**Task to carry out**
The answer is a single number: the count of lines in the records below that contain the word "stage".
————
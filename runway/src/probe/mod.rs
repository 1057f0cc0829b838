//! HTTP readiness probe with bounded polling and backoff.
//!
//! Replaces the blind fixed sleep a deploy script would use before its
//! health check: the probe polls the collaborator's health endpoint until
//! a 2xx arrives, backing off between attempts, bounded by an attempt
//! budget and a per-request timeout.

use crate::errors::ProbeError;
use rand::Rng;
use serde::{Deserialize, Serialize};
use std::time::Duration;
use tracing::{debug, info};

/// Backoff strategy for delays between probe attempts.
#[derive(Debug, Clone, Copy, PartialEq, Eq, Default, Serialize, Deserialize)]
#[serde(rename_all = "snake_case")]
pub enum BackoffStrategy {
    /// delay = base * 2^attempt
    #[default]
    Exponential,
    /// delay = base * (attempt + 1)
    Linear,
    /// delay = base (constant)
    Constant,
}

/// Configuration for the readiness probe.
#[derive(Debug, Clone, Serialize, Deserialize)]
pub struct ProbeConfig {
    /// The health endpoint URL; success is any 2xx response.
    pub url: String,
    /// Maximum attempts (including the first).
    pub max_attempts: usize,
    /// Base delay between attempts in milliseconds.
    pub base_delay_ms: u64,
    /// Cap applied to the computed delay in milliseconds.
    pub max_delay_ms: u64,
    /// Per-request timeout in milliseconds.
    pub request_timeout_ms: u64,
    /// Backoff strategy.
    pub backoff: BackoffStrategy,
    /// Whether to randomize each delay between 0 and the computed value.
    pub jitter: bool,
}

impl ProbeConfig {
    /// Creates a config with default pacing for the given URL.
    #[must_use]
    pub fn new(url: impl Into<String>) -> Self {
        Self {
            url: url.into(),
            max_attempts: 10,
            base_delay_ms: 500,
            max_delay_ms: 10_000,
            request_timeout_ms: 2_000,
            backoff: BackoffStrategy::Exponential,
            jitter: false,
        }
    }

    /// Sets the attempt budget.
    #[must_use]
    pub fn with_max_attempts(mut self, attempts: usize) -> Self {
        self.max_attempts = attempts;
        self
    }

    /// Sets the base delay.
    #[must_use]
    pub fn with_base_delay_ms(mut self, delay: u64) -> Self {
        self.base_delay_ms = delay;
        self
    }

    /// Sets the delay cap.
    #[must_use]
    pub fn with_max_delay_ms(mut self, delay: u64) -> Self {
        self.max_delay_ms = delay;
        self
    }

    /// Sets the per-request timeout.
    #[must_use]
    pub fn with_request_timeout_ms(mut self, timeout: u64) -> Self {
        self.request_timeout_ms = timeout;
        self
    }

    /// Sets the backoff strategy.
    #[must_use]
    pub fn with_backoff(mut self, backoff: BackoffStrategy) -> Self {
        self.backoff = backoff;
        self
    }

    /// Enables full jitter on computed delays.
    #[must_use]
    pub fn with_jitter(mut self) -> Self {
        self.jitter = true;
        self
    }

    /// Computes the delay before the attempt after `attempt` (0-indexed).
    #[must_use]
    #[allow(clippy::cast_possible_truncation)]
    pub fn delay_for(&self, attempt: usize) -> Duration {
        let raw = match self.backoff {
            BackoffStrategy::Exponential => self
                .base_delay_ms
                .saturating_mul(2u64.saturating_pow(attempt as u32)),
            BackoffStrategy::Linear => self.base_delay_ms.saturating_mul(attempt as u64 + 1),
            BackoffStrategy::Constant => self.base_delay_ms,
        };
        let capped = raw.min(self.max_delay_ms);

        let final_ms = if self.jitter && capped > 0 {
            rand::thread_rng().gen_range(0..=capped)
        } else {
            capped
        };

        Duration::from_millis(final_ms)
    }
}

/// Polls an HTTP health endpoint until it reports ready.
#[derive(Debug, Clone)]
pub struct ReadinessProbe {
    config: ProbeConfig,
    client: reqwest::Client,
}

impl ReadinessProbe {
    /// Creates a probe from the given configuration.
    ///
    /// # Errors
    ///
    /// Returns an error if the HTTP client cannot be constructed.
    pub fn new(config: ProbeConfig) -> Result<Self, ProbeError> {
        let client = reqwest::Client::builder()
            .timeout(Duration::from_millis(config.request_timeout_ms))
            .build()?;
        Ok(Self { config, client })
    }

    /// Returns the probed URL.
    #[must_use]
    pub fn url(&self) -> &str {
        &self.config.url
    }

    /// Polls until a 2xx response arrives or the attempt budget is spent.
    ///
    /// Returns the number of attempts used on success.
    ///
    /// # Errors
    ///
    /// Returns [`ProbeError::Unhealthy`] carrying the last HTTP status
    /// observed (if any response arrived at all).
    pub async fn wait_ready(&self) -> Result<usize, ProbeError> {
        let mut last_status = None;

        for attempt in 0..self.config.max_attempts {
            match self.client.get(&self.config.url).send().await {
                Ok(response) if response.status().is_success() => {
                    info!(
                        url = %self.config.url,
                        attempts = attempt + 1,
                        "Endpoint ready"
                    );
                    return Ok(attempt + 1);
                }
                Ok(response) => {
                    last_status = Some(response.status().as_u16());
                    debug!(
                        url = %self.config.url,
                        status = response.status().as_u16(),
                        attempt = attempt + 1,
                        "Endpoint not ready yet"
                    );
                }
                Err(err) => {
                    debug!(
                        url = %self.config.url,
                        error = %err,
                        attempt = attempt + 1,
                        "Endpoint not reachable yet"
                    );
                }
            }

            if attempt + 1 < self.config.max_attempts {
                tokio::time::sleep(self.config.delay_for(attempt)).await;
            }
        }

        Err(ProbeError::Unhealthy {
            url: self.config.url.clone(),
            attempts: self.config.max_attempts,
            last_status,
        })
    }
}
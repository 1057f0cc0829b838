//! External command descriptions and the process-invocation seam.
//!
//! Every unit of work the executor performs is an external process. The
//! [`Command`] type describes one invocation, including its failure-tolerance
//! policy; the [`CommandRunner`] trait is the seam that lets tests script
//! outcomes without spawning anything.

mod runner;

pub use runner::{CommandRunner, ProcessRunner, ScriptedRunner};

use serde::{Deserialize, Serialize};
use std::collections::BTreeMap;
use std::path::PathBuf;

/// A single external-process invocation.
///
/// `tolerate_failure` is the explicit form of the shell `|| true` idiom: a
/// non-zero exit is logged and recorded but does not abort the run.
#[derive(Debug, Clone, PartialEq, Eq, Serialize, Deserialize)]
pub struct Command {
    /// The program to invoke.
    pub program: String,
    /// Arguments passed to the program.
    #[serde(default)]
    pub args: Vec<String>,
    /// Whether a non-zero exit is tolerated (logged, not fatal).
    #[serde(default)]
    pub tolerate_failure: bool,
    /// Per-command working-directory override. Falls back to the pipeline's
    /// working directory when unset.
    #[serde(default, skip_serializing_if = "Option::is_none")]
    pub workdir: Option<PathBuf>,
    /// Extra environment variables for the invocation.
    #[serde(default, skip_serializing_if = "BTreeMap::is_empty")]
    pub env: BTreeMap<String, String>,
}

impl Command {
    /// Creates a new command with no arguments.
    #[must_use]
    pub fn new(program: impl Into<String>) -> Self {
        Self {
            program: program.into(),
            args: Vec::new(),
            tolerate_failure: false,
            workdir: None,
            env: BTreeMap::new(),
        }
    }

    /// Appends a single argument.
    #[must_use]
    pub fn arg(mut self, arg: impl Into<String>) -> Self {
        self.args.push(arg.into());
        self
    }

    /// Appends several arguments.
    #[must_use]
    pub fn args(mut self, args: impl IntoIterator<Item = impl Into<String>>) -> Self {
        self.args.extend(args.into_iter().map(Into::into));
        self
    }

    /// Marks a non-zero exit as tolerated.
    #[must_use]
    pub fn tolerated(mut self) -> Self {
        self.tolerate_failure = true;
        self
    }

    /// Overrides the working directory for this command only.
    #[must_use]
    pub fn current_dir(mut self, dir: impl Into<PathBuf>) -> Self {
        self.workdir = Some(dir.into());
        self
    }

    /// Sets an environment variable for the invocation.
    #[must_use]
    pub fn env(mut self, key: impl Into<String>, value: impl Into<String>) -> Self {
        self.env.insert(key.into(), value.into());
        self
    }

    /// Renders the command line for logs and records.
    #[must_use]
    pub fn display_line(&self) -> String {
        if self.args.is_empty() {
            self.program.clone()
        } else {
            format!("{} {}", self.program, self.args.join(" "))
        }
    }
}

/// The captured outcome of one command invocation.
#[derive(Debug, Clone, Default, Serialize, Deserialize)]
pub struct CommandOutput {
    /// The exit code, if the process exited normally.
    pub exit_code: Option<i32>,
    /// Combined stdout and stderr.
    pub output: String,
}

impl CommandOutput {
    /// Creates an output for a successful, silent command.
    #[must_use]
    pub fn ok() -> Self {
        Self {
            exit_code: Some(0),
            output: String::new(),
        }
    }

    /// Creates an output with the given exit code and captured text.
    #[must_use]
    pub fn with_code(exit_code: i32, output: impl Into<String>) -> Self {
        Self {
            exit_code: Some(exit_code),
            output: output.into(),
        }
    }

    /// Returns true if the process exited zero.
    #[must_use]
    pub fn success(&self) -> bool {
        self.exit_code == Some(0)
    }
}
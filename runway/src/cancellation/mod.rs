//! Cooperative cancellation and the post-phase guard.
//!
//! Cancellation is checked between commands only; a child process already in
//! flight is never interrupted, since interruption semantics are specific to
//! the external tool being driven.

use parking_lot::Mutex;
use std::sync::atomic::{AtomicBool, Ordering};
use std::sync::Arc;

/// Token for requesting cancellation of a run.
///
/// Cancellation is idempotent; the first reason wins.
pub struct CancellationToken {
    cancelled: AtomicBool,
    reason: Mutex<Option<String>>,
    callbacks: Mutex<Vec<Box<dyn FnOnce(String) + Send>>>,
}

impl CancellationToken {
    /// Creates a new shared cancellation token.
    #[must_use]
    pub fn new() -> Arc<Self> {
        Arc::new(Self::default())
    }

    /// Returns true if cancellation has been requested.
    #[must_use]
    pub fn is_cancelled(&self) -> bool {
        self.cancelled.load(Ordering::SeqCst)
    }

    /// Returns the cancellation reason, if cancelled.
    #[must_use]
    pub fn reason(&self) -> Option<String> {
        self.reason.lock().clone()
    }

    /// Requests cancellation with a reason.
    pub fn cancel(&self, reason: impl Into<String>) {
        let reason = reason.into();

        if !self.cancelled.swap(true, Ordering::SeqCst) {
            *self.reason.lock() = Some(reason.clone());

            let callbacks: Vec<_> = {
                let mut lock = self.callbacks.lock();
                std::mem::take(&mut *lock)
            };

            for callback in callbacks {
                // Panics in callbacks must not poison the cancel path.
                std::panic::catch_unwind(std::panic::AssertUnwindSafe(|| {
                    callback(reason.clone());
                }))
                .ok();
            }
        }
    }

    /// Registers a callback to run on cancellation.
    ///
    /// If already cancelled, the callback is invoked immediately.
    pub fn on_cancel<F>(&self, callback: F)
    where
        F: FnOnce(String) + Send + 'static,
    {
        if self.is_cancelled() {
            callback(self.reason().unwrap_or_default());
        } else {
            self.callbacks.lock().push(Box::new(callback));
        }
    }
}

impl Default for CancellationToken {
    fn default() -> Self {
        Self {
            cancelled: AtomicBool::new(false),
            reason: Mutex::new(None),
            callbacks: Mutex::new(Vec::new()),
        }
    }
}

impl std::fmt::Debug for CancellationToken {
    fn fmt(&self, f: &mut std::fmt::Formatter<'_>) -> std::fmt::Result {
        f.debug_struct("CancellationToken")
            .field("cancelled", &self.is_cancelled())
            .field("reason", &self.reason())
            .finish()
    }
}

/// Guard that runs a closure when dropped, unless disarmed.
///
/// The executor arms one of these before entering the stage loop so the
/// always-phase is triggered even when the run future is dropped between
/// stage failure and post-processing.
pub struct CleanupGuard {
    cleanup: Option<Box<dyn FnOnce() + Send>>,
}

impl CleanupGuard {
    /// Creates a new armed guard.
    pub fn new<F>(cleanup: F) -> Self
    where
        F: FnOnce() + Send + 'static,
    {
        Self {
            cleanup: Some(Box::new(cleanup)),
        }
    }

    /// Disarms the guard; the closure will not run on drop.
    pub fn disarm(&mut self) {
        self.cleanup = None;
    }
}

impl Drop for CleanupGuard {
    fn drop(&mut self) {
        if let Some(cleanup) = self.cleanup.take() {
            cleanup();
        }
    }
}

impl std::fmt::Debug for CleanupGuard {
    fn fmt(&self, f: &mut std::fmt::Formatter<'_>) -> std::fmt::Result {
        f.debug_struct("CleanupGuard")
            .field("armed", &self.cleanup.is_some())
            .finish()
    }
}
————
**Result of the exercise**
2